* Data shown:
========
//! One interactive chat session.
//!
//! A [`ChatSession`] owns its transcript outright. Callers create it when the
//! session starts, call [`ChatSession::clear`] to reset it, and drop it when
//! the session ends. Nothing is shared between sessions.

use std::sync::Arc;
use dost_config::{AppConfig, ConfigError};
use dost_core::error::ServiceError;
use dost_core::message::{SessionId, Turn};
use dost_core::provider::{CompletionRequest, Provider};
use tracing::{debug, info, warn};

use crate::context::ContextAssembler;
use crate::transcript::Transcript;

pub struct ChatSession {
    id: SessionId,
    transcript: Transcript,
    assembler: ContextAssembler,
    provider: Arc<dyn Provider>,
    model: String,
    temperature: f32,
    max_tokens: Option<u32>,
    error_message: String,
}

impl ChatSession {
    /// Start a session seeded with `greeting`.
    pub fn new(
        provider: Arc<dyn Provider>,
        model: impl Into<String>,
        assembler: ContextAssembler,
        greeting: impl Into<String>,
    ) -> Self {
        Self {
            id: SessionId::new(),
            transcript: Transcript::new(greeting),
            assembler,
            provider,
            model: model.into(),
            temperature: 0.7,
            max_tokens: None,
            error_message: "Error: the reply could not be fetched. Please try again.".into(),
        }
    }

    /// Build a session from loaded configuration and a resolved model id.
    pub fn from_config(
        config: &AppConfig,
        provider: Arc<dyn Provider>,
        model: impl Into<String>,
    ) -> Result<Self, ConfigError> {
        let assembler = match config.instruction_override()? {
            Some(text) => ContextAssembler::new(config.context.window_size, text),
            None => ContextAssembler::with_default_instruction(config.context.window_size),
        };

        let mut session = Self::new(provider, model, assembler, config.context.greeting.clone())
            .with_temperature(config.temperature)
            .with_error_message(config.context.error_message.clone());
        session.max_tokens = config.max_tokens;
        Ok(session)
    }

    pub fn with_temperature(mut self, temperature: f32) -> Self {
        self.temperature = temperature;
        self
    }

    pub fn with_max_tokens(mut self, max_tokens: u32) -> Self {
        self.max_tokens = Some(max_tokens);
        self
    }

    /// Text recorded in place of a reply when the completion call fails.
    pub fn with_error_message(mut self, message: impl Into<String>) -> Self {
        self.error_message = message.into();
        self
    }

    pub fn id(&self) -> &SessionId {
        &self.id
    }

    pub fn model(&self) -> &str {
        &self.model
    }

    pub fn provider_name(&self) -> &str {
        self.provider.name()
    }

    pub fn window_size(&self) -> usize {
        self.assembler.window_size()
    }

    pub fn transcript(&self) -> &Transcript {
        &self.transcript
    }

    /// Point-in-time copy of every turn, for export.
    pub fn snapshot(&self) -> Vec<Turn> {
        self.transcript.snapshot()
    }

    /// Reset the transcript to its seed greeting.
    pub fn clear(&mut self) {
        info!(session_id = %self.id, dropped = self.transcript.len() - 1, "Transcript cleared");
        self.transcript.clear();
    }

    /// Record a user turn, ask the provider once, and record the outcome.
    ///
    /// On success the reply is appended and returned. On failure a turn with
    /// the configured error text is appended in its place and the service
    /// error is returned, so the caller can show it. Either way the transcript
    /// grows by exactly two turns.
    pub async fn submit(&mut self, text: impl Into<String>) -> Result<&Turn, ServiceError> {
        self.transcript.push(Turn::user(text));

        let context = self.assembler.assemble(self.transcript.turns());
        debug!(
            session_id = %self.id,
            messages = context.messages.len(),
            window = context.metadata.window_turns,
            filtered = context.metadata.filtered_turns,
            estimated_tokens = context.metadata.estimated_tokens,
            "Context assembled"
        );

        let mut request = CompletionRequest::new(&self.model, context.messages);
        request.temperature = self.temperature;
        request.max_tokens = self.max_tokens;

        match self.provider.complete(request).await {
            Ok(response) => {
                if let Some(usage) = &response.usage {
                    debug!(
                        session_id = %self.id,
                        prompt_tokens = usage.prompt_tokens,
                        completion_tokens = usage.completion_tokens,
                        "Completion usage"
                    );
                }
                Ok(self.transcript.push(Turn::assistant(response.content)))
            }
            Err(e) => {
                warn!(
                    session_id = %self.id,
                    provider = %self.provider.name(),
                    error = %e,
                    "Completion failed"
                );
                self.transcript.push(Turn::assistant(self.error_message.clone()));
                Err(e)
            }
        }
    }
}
========
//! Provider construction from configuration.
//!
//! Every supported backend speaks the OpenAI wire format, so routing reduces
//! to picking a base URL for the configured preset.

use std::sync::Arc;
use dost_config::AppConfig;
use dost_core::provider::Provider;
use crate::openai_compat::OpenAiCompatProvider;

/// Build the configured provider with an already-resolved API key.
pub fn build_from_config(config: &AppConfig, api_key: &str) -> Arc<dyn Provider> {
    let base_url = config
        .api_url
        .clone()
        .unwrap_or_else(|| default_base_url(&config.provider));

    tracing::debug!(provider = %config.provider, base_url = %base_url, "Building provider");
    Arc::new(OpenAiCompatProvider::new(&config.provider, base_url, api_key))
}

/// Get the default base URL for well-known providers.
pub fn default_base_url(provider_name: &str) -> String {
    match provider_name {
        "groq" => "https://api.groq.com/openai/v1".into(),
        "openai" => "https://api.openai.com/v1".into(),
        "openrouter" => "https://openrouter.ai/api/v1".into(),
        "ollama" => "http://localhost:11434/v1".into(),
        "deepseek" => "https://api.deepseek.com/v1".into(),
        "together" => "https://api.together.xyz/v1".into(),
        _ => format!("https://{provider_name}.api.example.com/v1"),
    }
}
========
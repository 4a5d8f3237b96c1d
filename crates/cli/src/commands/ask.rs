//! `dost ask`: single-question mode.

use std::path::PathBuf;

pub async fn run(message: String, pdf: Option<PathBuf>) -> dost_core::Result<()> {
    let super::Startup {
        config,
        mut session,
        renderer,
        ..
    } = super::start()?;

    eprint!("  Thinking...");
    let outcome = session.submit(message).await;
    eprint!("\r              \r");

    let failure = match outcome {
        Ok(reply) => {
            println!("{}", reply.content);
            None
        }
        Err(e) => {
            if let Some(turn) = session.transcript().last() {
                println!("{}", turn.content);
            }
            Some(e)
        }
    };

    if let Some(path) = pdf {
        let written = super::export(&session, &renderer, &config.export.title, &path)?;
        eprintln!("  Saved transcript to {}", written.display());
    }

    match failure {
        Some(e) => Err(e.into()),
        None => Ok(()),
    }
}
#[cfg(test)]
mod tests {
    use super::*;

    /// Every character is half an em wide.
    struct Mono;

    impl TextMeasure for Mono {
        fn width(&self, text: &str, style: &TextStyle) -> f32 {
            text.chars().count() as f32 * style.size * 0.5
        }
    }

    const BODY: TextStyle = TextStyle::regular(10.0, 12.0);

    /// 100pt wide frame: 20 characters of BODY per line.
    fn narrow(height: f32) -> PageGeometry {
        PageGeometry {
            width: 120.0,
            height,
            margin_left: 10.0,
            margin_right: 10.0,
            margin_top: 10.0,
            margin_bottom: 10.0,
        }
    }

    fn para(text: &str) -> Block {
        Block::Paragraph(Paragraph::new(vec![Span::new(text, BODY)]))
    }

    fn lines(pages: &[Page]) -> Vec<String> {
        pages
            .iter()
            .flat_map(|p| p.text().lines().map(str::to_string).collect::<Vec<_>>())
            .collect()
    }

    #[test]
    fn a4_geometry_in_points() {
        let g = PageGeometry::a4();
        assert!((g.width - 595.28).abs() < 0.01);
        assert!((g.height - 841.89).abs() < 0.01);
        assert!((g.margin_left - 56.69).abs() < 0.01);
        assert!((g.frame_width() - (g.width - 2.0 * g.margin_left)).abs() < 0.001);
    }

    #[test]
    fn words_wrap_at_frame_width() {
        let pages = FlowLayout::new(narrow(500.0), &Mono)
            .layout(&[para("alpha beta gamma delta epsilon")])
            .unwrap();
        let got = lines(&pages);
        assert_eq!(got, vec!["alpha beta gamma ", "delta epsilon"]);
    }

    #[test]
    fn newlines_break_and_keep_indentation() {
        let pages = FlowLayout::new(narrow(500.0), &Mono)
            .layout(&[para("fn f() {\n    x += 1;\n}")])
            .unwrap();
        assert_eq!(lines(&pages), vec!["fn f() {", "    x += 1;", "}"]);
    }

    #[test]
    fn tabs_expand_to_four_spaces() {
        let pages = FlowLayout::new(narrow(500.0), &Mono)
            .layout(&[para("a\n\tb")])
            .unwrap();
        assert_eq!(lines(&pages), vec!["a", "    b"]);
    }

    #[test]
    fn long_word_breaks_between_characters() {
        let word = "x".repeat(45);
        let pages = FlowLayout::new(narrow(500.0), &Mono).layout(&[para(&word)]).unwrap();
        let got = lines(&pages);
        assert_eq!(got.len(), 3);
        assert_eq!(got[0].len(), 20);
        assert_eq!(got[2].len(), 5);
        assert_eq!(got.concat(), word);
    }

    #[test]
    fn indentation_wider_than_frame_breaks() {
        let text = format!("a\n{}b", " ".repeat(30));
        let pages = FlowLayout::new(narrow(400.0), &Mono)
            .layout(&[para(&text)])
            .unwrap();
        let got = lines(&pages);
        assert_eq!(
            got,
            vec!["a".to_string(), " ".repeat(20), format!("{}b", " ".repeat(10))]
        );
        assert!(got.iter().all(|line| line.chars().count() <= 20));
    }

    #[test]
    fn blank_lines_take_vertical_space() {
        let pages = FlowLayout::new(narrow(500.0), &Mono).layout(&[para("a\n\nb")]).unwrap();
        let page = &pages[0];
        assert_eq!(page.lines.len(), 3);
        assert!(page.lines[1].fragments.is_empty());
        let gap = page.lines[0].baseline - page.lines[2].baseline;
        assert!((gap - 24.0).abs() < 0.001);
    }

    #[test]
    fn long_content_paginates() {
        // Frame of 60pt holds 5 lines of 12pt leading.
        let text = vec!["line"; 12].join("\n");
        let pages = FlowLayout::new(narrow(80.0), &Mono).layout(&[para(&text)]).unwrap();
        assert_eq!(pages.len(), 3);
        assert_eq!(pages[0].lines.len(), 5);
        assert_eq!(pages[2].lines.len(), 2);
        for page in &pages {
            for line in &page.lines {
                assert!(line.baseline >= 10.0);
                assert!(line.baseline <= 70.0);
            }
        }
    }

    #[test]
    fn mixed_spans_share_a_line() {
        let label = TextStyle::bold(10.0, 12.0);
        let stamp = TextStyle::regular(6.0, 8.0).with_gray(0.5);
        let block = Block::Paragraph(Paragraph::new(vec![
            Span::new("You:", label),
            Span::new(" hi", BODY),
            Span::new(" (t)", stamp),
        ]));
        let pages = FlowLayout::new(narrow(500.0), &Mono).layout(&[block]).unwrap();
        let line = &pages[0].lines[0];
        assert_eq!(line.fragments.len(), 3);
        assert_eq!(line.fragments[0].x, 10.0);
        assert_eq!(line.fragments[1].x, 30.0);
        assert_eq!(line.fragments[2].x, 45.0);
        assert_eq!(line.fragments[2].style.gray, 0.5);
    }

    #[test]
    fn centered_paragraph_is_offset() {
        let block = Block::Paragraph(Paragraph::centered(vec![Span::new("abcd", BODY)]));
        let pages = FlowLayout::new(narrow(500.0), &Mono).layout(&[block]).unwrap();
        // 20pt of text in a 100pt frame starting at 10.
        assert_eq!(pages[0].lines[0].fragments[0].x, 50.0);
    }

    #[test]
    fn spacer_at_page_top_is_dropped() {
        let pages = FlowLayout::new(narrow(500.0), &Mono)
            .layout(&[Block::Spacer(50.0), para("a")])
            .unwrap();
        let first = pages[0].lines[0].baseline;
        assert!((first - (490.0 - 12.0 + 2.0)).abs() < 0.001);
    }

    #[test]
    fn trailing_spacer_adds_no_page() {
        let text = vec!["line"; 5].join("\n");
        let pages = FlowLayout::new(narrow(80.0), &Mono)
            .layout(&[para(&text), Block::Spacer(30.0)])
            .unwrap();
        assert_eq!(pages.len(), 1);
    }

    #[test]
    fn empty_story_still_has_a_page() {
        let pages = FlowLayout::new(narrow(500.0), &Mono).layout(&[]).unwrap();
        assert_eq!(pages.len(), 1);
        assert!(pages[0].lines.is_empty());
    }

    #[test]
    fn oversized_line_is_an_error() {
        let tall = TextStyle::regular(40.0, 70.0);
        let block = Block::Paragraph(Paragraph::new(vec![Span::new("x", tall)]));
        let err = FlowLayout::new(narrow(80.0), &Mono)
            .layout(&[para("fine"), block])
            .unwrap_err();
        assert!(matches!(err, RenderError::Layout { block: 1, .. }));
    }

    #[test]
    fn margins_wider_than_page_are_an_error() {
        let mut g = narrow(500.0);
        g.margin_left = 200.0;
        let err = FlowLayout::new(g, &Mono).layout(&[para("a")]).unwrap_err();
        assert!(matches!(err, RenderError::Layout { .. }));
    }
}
========
Only a number is expected here: how many lines above contain the word "ConfigError".

* Response for this exercise: 2